WHAT NEEDS TO BE DONE
Please write out the records exactly.

(Saved data entries)
· · · ·

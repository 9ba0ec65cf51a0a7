use crate::error::{WfResult, WordForgeError};
use crate::target::{is_valid_gene, random_gene, Target};
use std::cmp::Ordering;

/// One candidate string and its fitness against the target.
///
/// Fitness is computed once at construction. Organisms are never changed in
/// place: `mutate` and `crossover` hand back fresh values.
#[derive(Debug, Clone, PartialEq, Eq)]
pub struct Organism {
    genome: Vec<u8>,
    fitness: usize,
}

impl Organism {
    fn with_genome(genome: Vec<u8>, target: &Target) -> Self {
        let fitness = genome
            .iter()
            .zip(target.as_bytes())
            .filter(|(g, t)| g == t)
            .count();
        Self { genome, fitness }
    }

    pub fn from_genome(genome: &[u8], target: &Target) -> WfResult<Self> {
        if genome.len() != target.len() {
            return Err(WordForgeError::Config(format!(
                "genome length {} does not match target length {}",
                genome.len(),
                target.len()
            )));
        }
        if !genome.iter().all(|&g| is_valid_gene(g)) {
            return Err(WordForgeError::InvalidWord(
                String::from_utf8_lossy(genome).into_owned(),
            ));
        }
        Ok(Self::with_genome(genome.to_vec(), target))
    }

    pub fn random(target: &Target, rng: &mut fastrand::Rng) -> Self {
        let genome = (0..target.len()).map(|_| random_gene(rng)).collect();
        Self::with_genome(genome, target)
    }

    /// Number of positions that match the target.
    pub fn fitness(&self) -> usize {
        self.fitness
    }

    pub fn ideal_fitness(target: &Target) -> usize {
        target.len()
    }

    pub fn is_ideal(&self, target: &Target) -> bool {
        self.fitness == Self::ideal_fitness(target)
    }

    pub fn genome(&self) -> &[u8] {
        &self.genome
    }

    pub fn genome_str(&self) -> String {
        String::from_utf8_lossy(&self.genome).into_owned()
    }

    /// Replaces one uniformly chosen gene with a uniformly random letter.
    pub fn mutate(&self, target: &Target, rng: &mut fastrand::Rng) -> Self {
        if self.genome.is_empty() {
            return self.clone();
        }
        let mut genome = self.genome.clone();
        let idx = rng.usize(..genome.len());
        genome[idx] = random_gene(rng);
        Self::with_genome(genome, target)
    }

    /// Uniform crossover: every gene comes from either parent on a fair coin.
    pub fn crossover(&self, other: &Organism, target: &Target, rng: &mut fastrand::Rng) -> Self {
        let genome = self
            .genome
            .iter()
            .zip(&other.genome)
            .map(|(&a, &b)| if rng.bool() { a } else { b })
            .collect();
        Self::with_genome(genome, target)
    }
}

pub fn compare_fitness(a: &Organism, b: &Organism) -> Ordering {
    a.fitness.cmp(&b.fitness)
}

/// Highest-fitness organism; the first one wins ties.
pub fn fittest(organisms: &[Organism]) -> Option<&Organism> {
    let mut iter = organisms.iter();
    let mut best = iter.next()?;
    for o in iter {
        if compare_fitness(o, best) == Ordering::Greater {
            best = o;
        }
    }
    Some(best)
}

· · · ·

OUTPUT BELOW
repository 9ba0ec65cf51a0a7
use crate::error::{WfResult, WordForgeError};
use crate::target::{is_valid_gene, random_gene, Target};
use std::cmp::Ordering;

/// One candidate string and its fitness against the target.
///
/// Fitness is computed once at construction. Organisms are never changed in
/// place: `mutate` and `crossover` hand back fresh values.
#[derive(Debug, Clone, PartialEq, Eq)]
pub struct Organism {
    genome: Vec<u8>,
    fitness: usize,
}

impl Organism {
    fn with_genome(genome: Vec<u8>, target: &Target) -> Self {
        let fitness = genome
            .iter()
            .zip(target.as_bytes())
            .filter(|(g, t)| g == t)
            .count();
        Self { genome, fitness }
    }

    pub fn from_genome(genome: &[u8], target: &Target) -> WfResult<Self> {
        if genome.len() != target.len() {
            return Err(WordForgeError::Config(format!(
                "genome length {} does not match target length {}",
                genome.len(),
                target.len()
            )));
        }
        if !genome.iter().all(|&g| is_valid_gene(g)) {
            return Err(WordForgeError::InvalidWord(
                String::from_utf8_lossy(genome).into_owned(),
            ));
        }
        Ok(Self::with_genome(genome.to_vec(), target))
    }

    pub fn random(target: &Target, rng: &mut fastrand::Rng) -> Self {
        let genome = (0..target.len()).map(|_| random_gene(rng)).collect();
        Self::with_genome(genome, target)
    }

    /// Number of positions that match the target.
    pub fn fitness(&self) -> usize {
        self.fitness
    }

    pub fn ideal_fitness(target: &Target) -> usize {
        target.len()
    }

    pub fn is_ideal(&self, target: &Target) -> bool {
        self.fitness == Self::ideal_fitness(target)
    }

    pub fn genome(&self) -> &[u8] {
        &self.genome
    }

    pub fn genome_str(&self) -> String {
        String::from_utf8_lossy(&self.genome).into_owned()
    }

    /// Replaces one uniformly chosen gene with a uniformly random letter.
    pub fn mutate(&self, target: &Target, rng: &mut fastrand::Rng) -> Self {
        if self.genome.is_empty() {
            return self.clone();
        }
        let mut genome = self.genome.clone();
        let idx = rng.usize(..genome.len());
        genome[idx] = random_gene(rng);
        Self::with_genome(genome, target)
    }

    /// Uniform crossover: every gene comes from either parent on a fair coin.
    pub fn crossover(&self, other: &Organism, target: &Target, rng: &mut fastrand::Rng) -> Self {
        let genome = self
            .genome
            .iter()
            .zip(&other.genome)
            .map(|(&a, &b)| if rng.bool() { a } else { b })
            .collect();
        Self::with_genome(genome, target)
    }
}

pub fn compare_fitness(a: &Organism, b: &Organism) -> Ordering {
    a.fitness.cmp(&b.fitness)
}

/// Highest-fitness organism; the first one wins ties.
pub fn fittest(organisms: &[Organism]) -> Option<&Organism> {
    let mut iter = organisms.iter();
    let mut best = iter.next()?;
    for o in iter {
        if compare_fitness(o, best) == Ordering::Greater {
            best = o;
        }
    }
    Some(best)
}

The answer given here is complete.